START Stored data

//! Operator interrupts: "stop after the current substrate" versus "abort now".

use std::sync::Arc;

use tokio::sync::watch;
use tracing::warn;

/// Escalation level of an interrupt.
#[derive(Debug, Clone, Copy, PartialEq, Eq, PartialOrd, Ord)]
pub enum Interrupt {
    None,
    /// Finish the substrate in flight, start no more
    Stop,
    /// Kill the substrate in flight and restore its output
    Abort,
}

/// Shared, cloneable interrupt state.
#[derive(Debug, Clone)]
pub struct StopSignal {
    tx: Arc<watch::Sender<Interrupt>>,
}

impl Default for StopSignal {
    fn default() -> Self {
        Self::new()
    }
}

impl StopSignal {
    pub fn new() -> Self {
        let (tx, _rx) = watch::channel(Interrupt::None);
        Self { tx: Arc::new(tx) }
    }

    pub fn level(&self) -> Interrupt {
        *self.tx.borrow()
    }

    fn raise(&self, to: Interrupt) {
        self.tx.send_if_modified(|level| {
            if *level < to {
                *level = to;
                true
            } else {
                false
            }
        });
    }

    pub fn request_stop(&self) {
        self.raise(Interrupt::Stop);
    }

    pub fn request_abort(&self) {
        self.raise(Interrupt::Abort);
    }

    /// One step up: none to stop, stop to abort. Returns the new level.
    pub fn escalate(&self) -> Interrupt {
        let next = match self.level() {
            Interrupt::None => Interrupt::Stop,
            Interrupt::Stop | Interrupt::Abort => Interrupt::Abort,
        };
        self.raise(next);
        self.level()
    }

    pub fn is_stop_requested(&self) -> bool {
        self.level() >= Interrupt::Stop
    }

    pub fn is_aborted(&self) -> bool {
        self.level() == Interrupt::Abort
    }

    /// Resolve once an abort has been requested.
    pub async fn aborted(&self) {
        let mut rx = self.tx.subscribe();
        // The sender lives as long as `self`, so this only ends on abort.
        let _ = rx.wait_for(|level| *level == Interrupt::Abort).await;
    }

    /// Escalate on every Ctrl-C until aborted.
    pub fn listen_ctrl_c(&self) -> tokio::task::JoinHandle<()> {
        let signal = self.clone();
        tokio::spawn(async move {
            while tokio::signal::ctrl_c().await.is_ok() {
                match signal.escalate() {
                    Interrupt::Stop => {
                        warn!("interrupt: stopping after the current substrate (Ctrl-C again to abort)")
                    }
                    _ => {
                        warn!("interrupt: aborting");
                        break;
                    }
                }
            }
        })
    }
}

#[cfg(test)]
mod tests {
    use super::*;

    #[test]
    fn escalation_goes_stop_then_abort() {
        let signal = StopSignal::new();
        assert_eq!(signal.level(), Interrupt::None);
        assert_eq!(signal.escalate(), Interrupt::Stop);
        assert!(signal.is_stop_requested());
        assert!(!signal.is_aborted());
        assert_eq!(signal.escalate(), Interrupt::Abort);
        assert_eq!(signal.escalate(), Interrupt::Abort);
    }

    #[test]
    fn stop_never_lowers_abort() {
        let signal = StopSignal::new();
        signal.request_abort();
        signal.request_stop();
        assert!(signal.is_aborted());
    }

    #[tokio::test]
    async fn aborted_wakes_waiters() {
        let signal = StopSignal::new();
        let waiter = {
            let signal = signal.clone();
            tokio::spawn(async move { signal.aborted().await })
        };
        signal.request_stop();
        tokio::task::yield_now().await;
        assert!(!waiter.is_finished());
        signal.request_abort();
        waiter.await.unwrap();
    }
}
//! HTTP judges for the supported chat providers.

use async_trait::async_trait;
use serde_json::json;
use tracing::debug;

use super::error::{JudgeError, JudgeResult};
use super::judge::Judge;
use super::{clip, JudgeConfig, Provider};

/// Judge backed by a provider's HTTP API.
pub struct HttpJudge {
    provider: Provider,
    model: String,
    endpoint: String,
    api_key: Option<String>,
    temperature: f32,
    max_tokens: u32,
    client: reqwest::Client,
}

impl std::fmt::Debug for HttpJudge {
    fn fmt(&self, f: &mut std::fmt::Formatter<'_>) -> std::fmt::Result {
        f.debug_struct("HttpJudge")
            .field("provider", &self.provider)
            .field("model", &self.model)
            .field("endpoint", &self.endpoint)
            .finish()
    }
}

impl HttpJudge {
    /// Build a judge from configuration, reading the credential from the
    /// environment. A missing credential is [`JudgeError::Unavailable`].
    pub fn from_config(config: &JudgeConfig) -> JudgeResult<Self> {
        let api_key = match config.credential_var() {
            Some(var) => match std::env::var(&var) {
                Ok(key) if !key.trim().is_empty() => Some(key),
                _ => return Err(JudgeError::Unavailable(format!("{var} is not set"))),
            },
            None => None,
        };
        let client = reqwest::Client::builder()
            .user_agent(concat!("conform/", env!("CARGO_PKG_VERSION")))
            .build()
            .map_err(|e| JudgeError::Unavailable(format!("http client: {e}")))?;

        Ok(Self {
            provider: config.provider,
            model: config.model_name(),
            endpoint: config.endpoint_url(),
            api_key,
            temperature: config.temperature,
            max_tokens: config.max_tokens,
            client,
        })
    }

    fn request(&self, prompt: &str) -> reqwest::RequestBuilder {
        let builder = self.client.post(&self.endpoint);
        match self.provider {
            Provider::OpenAi => {
                let body = json!({
                    "model": self.model,
                    "messages": [{"role": "user", "content": prompt}],
                    "temperature": self.temperature,
                    "max_tokens": self.max_tokens,
                });
                let builder = builder.json(&body);
                match &self.api_key {
                    Some(key) => builder.bearer_auth(key),
                    None => builder,
                }
            }
            Provider::Anthropic => {
                let body = json!({
                    "model": self.model,
                    "max_tokens": self.max_tokens,
                    "temperature": self.temperature,
                    "messages": [{"role": "user", "content": prompt}],
                });
                let builder = builder
                    .header("anthropic-version", "2023-06-01")
                    .json(&body);
                match &self.api_key {
                    Some(key) => builder.header("x-api-key", key),
                    None => builder,
                }
            }
            Provider::Ollama => builder.json(&json!({
                "model": self.model,
                "prompt": prompt,
                "stream": false,
                "options": {"temperature": self.temperature},
            })),
        }
    }
}

/// Pull the completion text out of a provider response body.
pub fn completion_text(provider: Provider, body: &serde_json::Value) -> JudgeResult<String> {
    let text = match provider {
        Provider::OpenAi => body
            .pointer("/choices/0/message/content")
            .and_then(|v| v.as_str()),
        Provider::Anthropic => body.pointer("/content/0/text").and_then(|v| v.as_str()),
        Provider::Ollama => body.get("response").and_then(|v| v.as_str()),
    };
    text.map(str::to_string).ok_or_else(|| {
        JudgeError::MalformedResponse(format!(
            "no completion text in {}",
            clip(&body.to_string(), 200)
        ))
    })
}

#[async_trait]
impl Judge for HttpJudge {
    fn describe(&self) -> String {
        format!("{}/{}", self.provider, self.model)
    }

    async fn complete(&self, prompt: &str) -> JudgeResult<String> {
        let response = self.request(prompt).send().await?;
        let status = response.status();
        if !status.is_success() {
            let body = response.text().await.unwrap_or_default();
            return Err(JudgeError::Http(format!("{status}: {}", clip(&body, 300))));
        }
        let body: serde_json::Value = response
            .json()
            .await
            .map_err(|e| JudgeError::MalformedResponse(e.to_string()))?;
        debug!(provider = %self.provider, model = %self.model, "judge completion received");
        completion_text(self.provider, &body)
    }
}

#[cfg(test)]
mod tests {
    use super::*;

    #[test]
    fn extracts_text_per_provider() {
        let openai = json!({"choices": [{"message": {"content": "{\"value\": 1}"}}]});
        assert_eq!(
            completion_text(Provider::OpenAi, &openai).unwrap(),
            "{\"value\": 1}"
        );
        let anthropic = json!({"content": [{"type": "text", "text": "hi"}]});
        assert_eq!(completion_text(Provider::Anthropic, &anthropic).unwrap(), "hi");
        let ollama = json!({"response": "ok", "done": true});
        assert_eq!(completion_text(Provider::Ollama, &ollama).unwrap(), "ok");
    }

    #[test]
    fn missing_text_is_malformed() {
        let err = completion_text(Provider::OpenAi, &json!({"error": "nope"})).unwrap_err();
        assert!(matches!(err, JudgeError::MalformedResponse(_)));
    }

    #[test]
    fn malformed_preview_keeps_multibyte_text_whole() {
        let body = json!({"error": "ü".repeat(400)});
        let Err(JudgeError::MalformedResponse(message)) = completion_text(Provider::Anthropic, &body)
        else {
            panic!("expected a malformed response");
        };
        assert!(message.contains("üüü"));
    }

    #[test]
    fn missing_credential_is_unavailable() {
        let config = JudgeConfig {
            provider: Provider::Anthropic,
            api_key_env: Some("CONFORM_TEST_KEY_THAT_IS_NEVER_SET".into()),
            ..JudgeConfig::default()
        };
        let err = HttpJudge::from_config(&config).unwrap_err();
        assert!(matches!(err, JudgeError::Unavailable(_)));
    }

    #[test]
    fn ollama_needs_no_credential() {
        let config = JudgeConfig {
            provider: Provider::Ollama,
            ..JudgeConfig::default()
        };
        let judge = HttpJudge::from_config(&config).unwrap();
        assert_eq!(judge.describe(), "ollama/llama3.2");
    }
}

END Stored data

[Task item]
Copy down each line in the entries that has the word "flight".

[Task solution]
    /// Finish the substrate in flight, start no more
    /// Kill the substrate in flight and restore its output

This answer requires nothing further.